Yuxtapuestas de modo
envolvente para formar un compacto cogollo por planta o varios, que surgen
arracimados de las yemas –como las denominadas “repollitos de Bruselas”–, o
más o menos abiertas y dispuestas en torno al tallo cilíndrico, con una textura
más gruesa y fibrosa –las rugosas “berzas”, resistentes a gélidas
temperaturas–; de fino tacto, con apariencia
de acelgas, al tener los amplios y planos nervios centrales como crujientes
pencas coronadas en verde –las “coles
chinas”, que también se consumen picadas en crudo y aderezadas como
ensalada– o albergando unas
inflorescencias carnosas de atractiva apariencia, delicado sabor y diversos
colores –“brécoles” , “coliflores” y “romanescus”, que merecen un post
aparte.
Aunque hay quienes
opinan que algunas variedades de coles –como
las coliflores y los repollos– ya se cultivaron en Egipto en el 2500 a .C., son muchos los
autores que consideran que esta amplia familia de las crucíferas es originaria
de Europa, y que fueron los primigenios agricultores neolíticos de las costas
mediterráneas quienes supieron adaptar a las características de cada terreno la
esmirriada Brassica oleracea sylvestris –de tallos carnosos y
comestibles similares a los del brécol y que aún crece de modo espontáneo en
las costas atlánticas británicas, francesas
y de Irlanda, así como en las del nordeste de Cataluña y en las islas de
Córcega y Cerdeña–, hasta obtener hortalizas de larga duración con que satisfacer
su apetito y ampliar su dieta y que, además de considerarse durante milenios
por sus virtudes terapéuticas auténtica panacea farmacéutica doméstica, también
sirviera de alimento a los animales domésticos.
Surgidas de las lágrimas
derramadas por el rey de Tracia Licurgo al descubrir que, enloquecido por la
diosa Rhea, defensora de Dionisos refugiado en la gruta marina de Tetis, había
segado la vida de su hijo Drías en lugar de una vid –según el mito griego–,
Eudemo de Atenas ya mencionaba en su Tratado de hierbas tres variedades de col cultivadas, también
muy apreciadas por Pitágoras o por Diógenes –que sólo se alimentaba con ellas y
agua clara–, así como por Horacio –como acompañamiento de carne de cerdo salada–,
el censor Catón –que asociaba a su
cotidiano consumo su insólita longevidad y sorprendente fertilidad–, César –en
cuya época repollos y coliflores ya tenían la apariencia actual–, el emperador
Tiberio e incluso Apicio –quien prefería los brotes, tal vez por destacarse, y
del que nos han llegado, además de otras cinco recetas, la de un curioso pudín: con sémola, piñones y
uvas pasas aderezado con pimienta–, y parece ser que no andaban despistados los
antiguos griegos y romanos al ingerirlas en el transcurso de sus banquetes por
considerar que preservaba de la embriaguez, ya que en virtud de los efectos oxigenantes y calmantes que
albergan sus hojas, en una universidad tejana
han extraído de ellas un eficaz remedio contra el alcoholismo.

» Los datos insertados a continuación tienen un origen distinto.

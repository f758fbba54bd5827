//! Ad watch page and the reward callback it calls.
//!
//! `/watch` issues a one-time session token; the page hands it back to
//! `/reward` once the ad SDK reports a completed view.

use std::time::Instant;

use axum::extract::{Query, State};
use axum::http::StatusCode;
use axum::response::{Html, IntoResponse, Response};
use axum::Json;
use serde::Deserialize;
use serde_json::json;
use tracing::{debug, error};

use super::{WebError, WebState};
use crate::bot::notify;
use crate::database::models::ad::is_js_identifier;
use crate::i18n::{get_text, resolve_locale};
use crate::rewards::RewardError;
use crate::utils::html_escape;

#[derive(Debug, Deserialize)]
pub struct WatchQuery {
    pub user_id: Option<i64>,
}

#[derive(Debug, Deserialize)]
pub struct RewardQuery {
    #[serde(default)]
    pub token: String,
}

/// Everything the watch page needs to run one ad.
#[derive(Debug, Clone)]
pub struct WatchPage {
    pub script_url: String,
    pub show_fn: String,
    pub token: String,
}

/// `GET /watch?user_id=`
pub async fn watch_page(
    State(state): State<WebState>,
    Query(query): Query<WatchQuery>,
) -> Result<Html<String>, WebError> {
    let user_id = query
        .user_id
        .ok_or_else(|| WebError::BadRequest("user_id is required".to_string()))?;
    let Some(account) = state.app.users.get(user_id).await? else {
        return Err(WebError::NotFound(get_text(
            crate::i18n::DEFAULT_LANG,
            "web.not_registered",
        )));
    };
    let lang = resolve_locale(account.lang.as_deref(), None);

    let fallback = &state.app.config.ads;
    let (script_url, show_fn, reward, ad_id) = match state.app.ads.random_active().await? {
        Some(ad) if is_js_identifier(&ad.show_fn) => (ad.script_url, ad.show_fn, ad.reward, Some(ad.ad_id)),
        _ => (
            fallback.fallback_script_url.clone(),
            fallback.fallback_show_fn.clone(),
            state.app.rewards().ad,
            None,
        ),
    };

    let token = state
        .app
        .ledger
        .sessions
        .issue(user_id, ad_id, reward, Instant::now());
    debug!("Issued ad session for user {} (ad {:?})", user_id, ad_id);

    Ok(Html(render_watch_page(
        &WatchPage {
            script_url,
            show_fn,
            token,
        },
        lang,
    )))
}

/// `GET /reward?token=`
pub async fn reward(State(state): State<WebState>, Query(query): Query<RewardQuery>) -> Response {
    match state.app.ledger.redeem_ad(&query.token).await {
        Ok(reward) => {
            let body = json!({ "ok": true, "points": reward.points, "balance": reward.account.points });
            let bot = state.bot.clone();
            tokio::spawn(async move {
                notify::ad_rewarded(&bot, &reward.account, reward.points).await;
            });
            Json(body).into_response()
        }
        Err(e) => {
            let (status, code) = reward_error_status(&e);
            if status.is_server_error() {
                error!("Failed to redeem ad session: {}", e);
            }
            (status, Json(json!({ "ok": false, "error": code }))).into_response()
        }
    }
}

/// HTTP status and error code for a failed redeem.
fn reward_error_status(e: &RewardError) -> (StatusCode, &'static str) {
    match e {
        RewardError::SessionExpired => (StatusCode::GONE, "expired"),
        RewardError::SessionTooEarly { .. } => (
            StatusCode::from_u16(425).unwrap_or(StatusCode::TOO_MANY_REQUESTS),
            "too_early",
        ),
        RewardError::NotRegistered => (StatusCode::NOT_FOUND, "not_registered"),
        _ => (StatusCode::INTERNAL_SERVER_ERROR, "internal"),
    }
}

/// JS string literal (quoted and escaped).
fn js_string(s: &str) -> String {
    serde_json::to_string(s)
        .unwrap_or_else(|_| "\"\"".to_string())
        .replace("</", "<\\/")
}

pub fn render_watch_page(page: &WatchPage, lang: &str) -> String {
    let text = |key: &str| get_text(lang, &format!("web.{key}"));
    let reward_url = format!("/reward?token={}", page.token);

    format!(
        r#"<!DOCTYPE html>
<html lang="{lang}">
<head>
  <meta charset="utf-8">
  <meta name="viewport" content="width=device-width, initial-scale=1">
  <title>{title}</title>
  <style>
    body {{ font-family: sans-serif; text-align: center; padding: 24px; }}
    #status {{ font-size: 1.2em; margin-top: 24px; }}
  </style>
</head>
<body>
  <h2>{heading}</h2>
  <div id="status">{loading}</div>
  <script src="{script_url}"></script>
  <script>
    (function () {{
      var status = document.getElementById("status");
      var messages = {{
        rewarded: {rewarded},
        failed: {failed},
        too_early: {too_early},
        expired: {expired}
      }};
      Promise.resolve()
        .then(function () {{ return window[{show_fn}](); }})
        .then(function () {{ return fetch({reward_url}); }})
        .then(function (res) {{ return res.json(); }})
        .then(function (data) {{
          if (data.ok) {{
            status.textContent = messages.rewarded.replace("{{points}}", data.points);
          }} else {{
            status.textContent = messages[data.error] || messages.failed;
          }}
        }})
        .catch(function () {{ status.textContent = messages.failed; }});
    }})();
  </script>
</body>
</html>
"#,
        lang = lang,
        title = html_escape(&text("title")),
        heading = html_escape(&text("heading")),
        loading = html_escape(&text("loading")),
        script_url = html_escape(&page.script_url),
        rewarded = js_string(&text("rewarded")),
        failed = js_string(&text("failed")),
        too_early = js_string(&text("too_early")),
        expired = js_string(&text("expired")),
        show_fn = js_string(&page.show_fn),
        reward_url = js_string(&reward_url),
    )
}

#[cfg(test)]
mod tests {
    use super::*;
    use std::time::Duration;

    fn page() -> WatchPage {
        WatchPage {
            script_url: "https://ad.example/sdk.js?a=1&b=2".to_string(),
            show_fn: "showGiga".to_string(),
            token: "abc123".to_string(),
        }
    }

    #[test]
    fn test_render_watch_page() {
        let html = render_watch_page(&page(), "en");
        assert!(html.contains(r#"<script src="https://ad.example/sdk.js?a=1&amp;b=2"></script>"#));
        assert!(html.contains(r#"window["showGiga"]()"#));
        assert!(html.contains(r#"fetch("/reward?token=abc123")"#));
        assert!(html.contains(&get_text("en", "web.heading")));
        assert!(html.contains(r#"replace("{points}", data.points)"#));
    }

    #[test]
    fn test_js_string_cannot_close_script() {
        let escaped = js_string("</script><script>alert(1)</script>");
        assert!(!escaped.contains("</script>"));
        assert!(escaped.starts_with('"') && escaped.ends_with('"'));
    }

    #[test]
    fn test_reward_error_status() {
        assert_eq!(reward_error_status(&RewardError::SessionExpired).0, StatusCode::GONE);
        assert_eq!(
            reward_error_status(&RewardError::SessionTooEarly {
                wait: Duration::from_secs(3)
            })
            .0
            .as_u16(),
            425
        );
        assert_eq!(
            reward_error_status(&RewardError::NotRegistered).0,
            StatusCode::NOT_FOUND
        );
    }
}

Las antiguas atenienses consumían grandes platos de
col durante el embarazo para aumentar la subida de leche tras el parto y
celebraban un banquete con todo tipo de repollos y coliflores a los cinco días
del alumbramiento para propiciar una buena lactancia a los recién nacidos, y Marcus
Porcius Caton, escritor y orador que desempeñó el cargo de cónsul en Hispania en 195 a .C., consideraba que los
romanos habían sobrevivido sin medicamentos durante más de seis siglos gracias al empleo masivo
de coles, cuyo consumo ya recomendaba
Hipócrates cocidas con miel para atajar toda clase de cólicos y calmar la tos y
cuyas hojas en emplasto utilizaban las legiones latinas para curar herpes,
fístulas, llagas y heridas y para paliar dolores reumáticos y de costado.
Durante la
Edad Media, además de ser la base de la alimentación cotidiana de amplios
sectores de la población del norte y del centro de Europa –basta recordar el
cuento popular en que un campesino gasta el primero de los tres deseos recién
concedidos en el bosque en transformar su plato de coles en una gran salchicha–, utilizaban
apósitos calientes de hojas de col para curar accesos de ciática, úlceras
varicosas, todo tipo de enfermedades de la piel e incluso fracturas óseas –como
hizo el médico Rembert Dodens al emperador Maximiliano–, merced a
las propiedades cicatrizantes de tan humilde hortaliza por su riqueza en
azufre, que ya fuera constatada por Plinio en sus escritos, y que
posteriormente habían de salvar de la gangrena a cuarenta marineros de la
primera expedición del capitán Cook, en 1769.
Aplicadas
herederas de los conocimientos de Catalina de Médicis, las cortesanas francesas
del Rey Sol también lavaban su cuerpo con el caldo resultante de la cocción de
repollos y berzas para tener una piel suave y resplandeciente y se aplicaban en
el rostro mascarillas elaboradas con el látex obtenido al triturar sus hojas
crudas para lucir un cutis jugoso y
fresco.
Cocidas en agua con sal y tomillo –como los
antiguos griegos– o con
semillas carminativas (alcaravea, comino, hinojo) –para evitar molestas flatulencias– o con manzanas y cebolla –al estilo ruso– o piñones –el navideño plato
madrileño de lombarda–, e
incorporadas a pucheros de legumbres –para facilitar el aprovechamiento del
resto de ingredientes y la digestión de las grasas– o aliñadas con sofritos; marinadas en vinagre –al modo
imperial romano– o en salmuera –la ya citada chucrutte germánica–; en tortilla o napadas con alguna
salsa blanca (veloutés y derivadas de la bechamel) y gratinadas; enteras y
rellenas con una farsa de carne o de pescado, como plato principal, o como
guarnición de aves asadas y preparaciones de cerdo y de caza mayor; ligeramente
salteadas e incorporadas a sopas y arroces de las cocinas orientales, pero también crudas o ligeramente escaldadas y muy
finamente picadas, en ensalada –con un aliño de yogur o nata agria y mostaza, al
gusto norteamericano–, las coles blancas, verdes o moradas (lombardas),
redondas o picudas, grandes o pequeñas, son tan versátiles en cocina como saludables para nuestro organismo.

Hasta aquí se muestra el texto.